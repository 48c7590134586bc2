use crate::parse::LaunchSpec;
use crate::runtime::Supervisor;
use serde::Serialize;
use tracing::{info, warn};

/// Flattened result of a control operation, as handed to the API layer.
#[derive(Debug, Clone, PartialEq, Eq, Serialize)]
pub struct ControlReply {
    pub ok: bool,
    pub message: String,
}

impl ControlReply {
    fn ok(message: impl Into<String>) -> Self {
        Self { ok: true, message: message.into() }
    }

    fn failed(message: impl Into<String>) -> Self {
        Self { ok: false, message: message.into() }
    }
}

pub async fn start_miner(supervisor: &Supervisor, spec: &LaunchSpec) -> ControlReply {
    match supervisor.start(spec).await {
        Ok(pid) => ControlReply::ok(format!("Started with PID {pid}")),
        Err(e) => {
            warn!(backend = %spec.backend, error = %e, "start rejected");
            ControlReply::failed(e.to_string())
        }
    }
}

pub async fn stop_miner(supervisor: &Supervisor) -> ControlReply {
    match supervisor.stop().await {
        Ok(pid) => {
            info!(pid, "stop completed");
            ControlReply::ok("Stopped")
        }
        Err(e) => ControlReply::failed(e.to_string()),
    }
}

/// `{running, pid, stats: {...}, logs: [...]}` as pretty JSON.
pub fn status_json(supervisor: &Supervisor) -> Result<String, serde_json::Error> {
    serde_json::to_string_pretty(&supervisor.status())
}

/// One-line human summary for the shell.
pub fn status_line(supervisor: &Supervisor) -> String {
    let report = supervisor.status();
    let stats = &report.stats;
    match report.pid {
        Some(pid) if report.running => format!(
            "running (pid {pid}, up {}s) | {} | A/R {}/{} | algo {} | pool {}",
            stats.uptime, stats.hashrate, stats.accepted, stats.rejected, stats.algo, stats.pool
        ),
        _ => format!(
            "stopped | last: {} | A/R {}/{}",
            stats.hashrate, stats.accepted, stats.rejected
        ),
    }
}
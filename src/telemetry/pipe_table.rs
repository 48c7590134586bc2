use super::{strip_ansi, Counter, HashUnit, Hashrate, LineParser, ParseUpdate};

// Column layout of a device row once the outer pipes are dropped:
// | device | algo | hashrate | pool hashrate | a/r/i | ...
const ALGO_COLUMN: usize = 1;
const HASHRATE_COLUMNS: [usize; 2] = [2, 3];
const SHARES_COLUMN: usize = 4;

/// Parser for BzMiner-style pipe-delimited status tables.
#[derive(Debug, Default)]
pub struct PipeTableParser;

impl LineParser for PipeTableParser {
    fn parse(&mut self, line: &str) -> ParseUpdate {
        let line = strip_ansi(line);
        let mut update = ParseUpdate::default();

        let cells = split_cells(&line);
        if let [single] = cells.as_slice() {
            update.hashrate = normalize_hashrate(single);
            return update;
        }

        // Header and separator rows have no numeric share triple.
        let Some((accepted, rejected, _invalid)) = cells.get(SHARES_COLUMN).and_then(|c| parse_shares(c))
        else {
            return update;
        };
        update.accepted = Some(Counter::Set(accepted));
        update.rejected = Some(Counter::Set(rejected));
        update.hashrate = HASHRATE_COLUMNS
            .iter()
            .filter_map(|&idx| cells.get(idx))
            .find_map(|cell| normalize_hashrate(cell));
        update.algo = cells
            .get(ALGO_COLUMN)
            .filter(|cell| is_label(cell))
            .map(|cell| cell.to_string());
        update
    }
}

fn split_cells(line: &str) -> Vec<&str> {
    let mut cells: Vec<&str> = line.split('|').map(str::trim).collect();
    if cells.len() > 1 && cells.last().is_some_and(|c| c.is_empty()) {
        cells.pop();
    }
    if cells.len() > 1 && cells.first().is_some_and(|c| c.is_empty()) {
        cells.remove(0);
    }
    cells
}

/// Parses `accepted/rejected/invalid`. Placeholder parts such as `-` count
/// as zero; a part containing letters disqualifies the cell.
fn parse_shares(cell: &str) -> Option<(u64, u64, u64)> {
    let mut parts = cell.split('/');
    let (a, r, i) = (parts.next()?, parts.next()?, parts.next()?);
    if parts.next().is_some() {
        return None;
    }
    let mut numeric = false;
    let mut count = |part: &str| -> Option<u64> {
        let part = part.trim();
        if part.chars().any(|c| c.is_ascii_alphanumeric()) {
            numeric = true;
            part.parse().ok()
        } else {
            Some(0)
        }
    };
    let counts = (count(a)?, count(r)?, count(i)?);
    numeric.then_some(counts)
}

fn is_label(cell: &str) -> bool {
    !cell.is_empty()
        && cell
            .chars()
            .all(|c| c.is_ascii_alphanumeric() || c == '-' || c == '_')
        && cell.chars().any(|c| c.is_ascii_alphabetic())
}

/// Normalises an abbreviated hashrate such as `837.37mh` or `1.2 GH/s`
/// into `"<value> <UNIT>/s"` form.
pub fn normalize_hashrate(raw: &str) -> Option<Hashrate> {
    let raw = raw.trim();
    let split = raw
        .find(|c: char| !(c.is_ascii_digit() || c == '.'))
        .unwrap_or(raw.len());
    let (number, unit) = raw.split_at(split);
    let value: f64 = number.parse().ok()?;
    let unit = HashUnit::from_rate(unit.trim_start())?;
    Some(Hashrate::new(value, unit))
}

#[cfg(test)]
mod tests {
    use super::*;

    #[test]
    fn normalizes_abbreviated_units() {
        let rate = normalize_hashrate("837.37mh").unwrap();
        assert_eq!(rate.to_string(), "837.37 MH/s");
        assert_eq!(normalize_hashrate("1.5 GH/s").unwrap().to_string(), "1.5 GH/s");
        assert_eq!(normalize_hashrate("12K").unwrap().to_string(), "12 KH/s");
        assert_eq!(normalize_hashrate("3.1ph").unwrap().to_string(), "3.1 PH/s");
        assert_eq!(normalize_hashrate("2th/s").unwrap().to_string(), "2 TH/s");
    }

    #[test]
    fn rejects_lookalike_units() {
        assert!(normalize_hashrate("800mhz").is_none());
        assert!(normalize_hashrate("52").is_none());
        assert!(normalize_hashrate("-").is_none());
        assert!(normalize_hashrate("mh").is_none());
    }

    #[test]
    fn bare_hashrate_line_is_parsed() {
        let mut parser = PipeTableParser;
        let update = parser.parse("837.37mh");
        assert_eq!(update.hashrate.map(|h| h.to_string()).as_deref(), Some("837.37 MH/s"));
    }

    #[test]
    fn device_row_sets_absolute_shares() {
        let mut parser = PipeTableParser;
        let update = parser.parse("| 0 | etchash | 51.2mh | 50.9mh | 14/1/- | 62c |");
        assert_eq!(update.accepted, Some(Counter::Set(14)));
        assert_eq!(update.rejected, Some(Counter::Set(1)));
        assert_eq!(update.hashrate.unwrap().to_string(), "51.2 MH/s");
        assert_eq!(update.algo.as_deref(), Some("etchash"));
    }

    #[test]
    fn falls_back_to_second_hashrate_column() {
        let mut parser = PipeTableParser;
        let update = parser.parse("| 0 | kaspa | - | 1.1gh | -/-/0 |");
        assert_eq!(update.hashrate.unwrap().to_string(), "1.1 GH/s");
        assert_eq!(update.accepted, Some(Counter::Set(0)));
    }

    #[test]
    fn header_and_separator_rows_are_ignored() {
        let mut parser = PipeTableParser;
        assert!(parser.parse("| id | algo | hr | pool hr | a/r/i |").is_empty());
        assert!(parser.parse("|----|------|----|---------|-------|").is_empty());
        assert!(parser.parse("| - | - | - | - | -/-/- |").is_empty());
    }

    #[test]
    fn colour_codes_are_removed_before_splitting() {
        let mut parser = PipeTableParser;
        let update = parser.parse("\x1b[36m| 1 | etchash | 837.37mh | - | 3/0/0 |\x1b[0m");
        assert_eq!(update.accepted, Some(Counter::Set(3)));
        assert_eq!(update.hashrate.unwrap().to_string(), "837.37 MH/s");
    }
}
::::::::::
**Task instructions**
Look through the records and gather every line containing "stats".

**Result below**
/// `{running, pid, stats: {...}, logs: [...]}` as pretty JSON.
    let stats = &report.stats;
            stats.uptime, stats.hashrate, stats.accepted, stats.rejected, stats.algo, stats.pool
            stats.hashrate, stats.accepted, stats.rejected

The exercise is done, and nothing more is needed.